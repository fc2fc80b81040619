use crate::{
    parser::{
        error::{kind, Error},
        Parse,
        Parser,
    },
    tokenizer::TokenKind,
};
use std::{fmt, ops::Range};

#[cfg(feature = "serde")]
use serde::{Deserialize, Serialize};

/// An integer literal that fits in a signed 64-bit integer.
#[derive(Debug, Clone, PartialEq, Eq)]
#[cfg_attr(feature = "serde", derive(Serialize, Deserialize))]
pub struct LitInt {
    /// The value of the integer literal.
    pub value: i64,

    /// The region of the source code that this literal was parsed from.
    pub span: Range<usize>,
}

impl std::fmt::Display for LitInt {
    fn fmt(&self, f: &mut fmt::Formatter) -> fmt::Result {
        write!(f, "{}", self.value)
    }
}

/// A floating-point literal, such as `3.14`, `2.` or `.5`.
#[derive(Debug, Clone, PartialEq)]
#[cfg_attr(feature = "serde", derive(Serialize, Deserialize))]
pub struct LitFloat {
    /// The value of the floating-point literal.
    pub value: f64,

    /// The region of the source code that this literal was parsed from.
    pub span: Range<usize>,
}

impl std::fmt::Display for LitFloat {
    fn fmt(&self, f: &mut fmt::Formatter) -> fmt::Result {
        write!(f, "{:?}", self.value)
    }
}

/// A symbol / identifier literal, such as `x` or `total_2`.
#[derive(Debug, Clone, PartialEq, Eq)]
#[cfg_attr(feature = "serde", derive(Serialize, Deserialize))]
pub struct LitSym {
    /// The name of the symbol.
    pub name: String,

    /// The region of the source code that this literal was parsed from.
    pub span: Range<usize>,
}

impl Parse for LitSym {
    fn parse(input: &mut Parser) -> Result<Self, Error> {
        let token = input.next_token()?;
        if token.kind == TokenKind::Name {
            Ok(Self { name: token.lexeme.to_owned(), span: token.span })
        } else {
            Err(Error::new(vec![token.span], kind::UnexpectedToken {
                expected: &[TokenKind::Name],
                found: token.kind,
                lexeme: token.lexeme.to_owned(),
            }))
        }
    }
}

impl std::fmt::Display for LitSym {
    fn fmt(&self, f: &mut fmt::Formatter) -> fmt::Result {
        write!(f, "{}", self.name)
    }
}

/// Represents a literal value.
///
/// A literal is any value that can be written directly into the source code.
#[derive(Debug, Clone, PartialEq)]
#[cfg_attr(feature = "serde", derive(Serialize, Deserialize))]
pub enum Literal {
    /// An integer literal.
    Integer(LitInt),

    /// A floating-point literal.
    Float(LitFloat),

    /// A symbol / identifier literal.
    Symbol(LitSym),
}

impl Literal {
    /// Returns the span of the literal.
    pub fn span(&self) -> Range<usize> {
        match self {
            Literal::Integer(int) => int.span.clone(),
            Literal::Float(float) => float.span.clone(),
            Literal::Symbol(sym) => sym.span.clone(),
        }
    }
}

impl Parse for Literal {
    fn parse(input: &mut Parser) -> Result<Self, Error> {
        let token = input.next_token()?;
        match token.kind {
            TokenKind::Int => token.lexeme
                .parse::<i64>()
                .map(|value| Literal::Integer(LitInt { value, span: token.span.clone() }))
                .map_err(|_| Error::new(vec![token.span], kind::IntegerOutOfRange {
                    lexeme: token.lexeme.to_owned(),
                })),
            TokenKind::Float => match token.lexeme.parse::<f64>() {
                Ok(value) if value.is_finite() => Ok(Literal::Float(LitFloat { value, span: token.span })),
                _ => Err(Error::new(vec![token.span], kind::FloatOutOfRange {
                    lexeme: token.lexeme.to_owned(),
                })),
            },
            TokenKind::Name => Ok(Literal::Symbol(LitSym {
                name: token.lexeme.to_owned(),
                span: token.span,
            })),
            _ => Err(Error::new(vec![token.span], kind::UnexpectedToken {
                expected: &[TokenKind::Int, TokenKind::Float, TokenKind::Name, TokenKind::OpenParen],
                found: token.kind,
                lexeme: token.lexeme.to_owned(),
            })),
        }
    }
}

impl std::fmt::Display for Literal {
    fn fmt(&self, f: &mut fmt::Formatter) -> fmt::Result {
        match self {
            Literal::Integer(int) => int.fmt(f),
            Literal::Float(float) => float.fmt(f),
            Literal::Symbol(sym) => sym.fmt(f),
        }
    }
}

--- Instructions for the task ---
Pull every line containing "identifier" from the data.

--- Written response ---
/// A symbol / identifier literal, such as `x` or `total_2`.
    /// A symbol / identifier literal.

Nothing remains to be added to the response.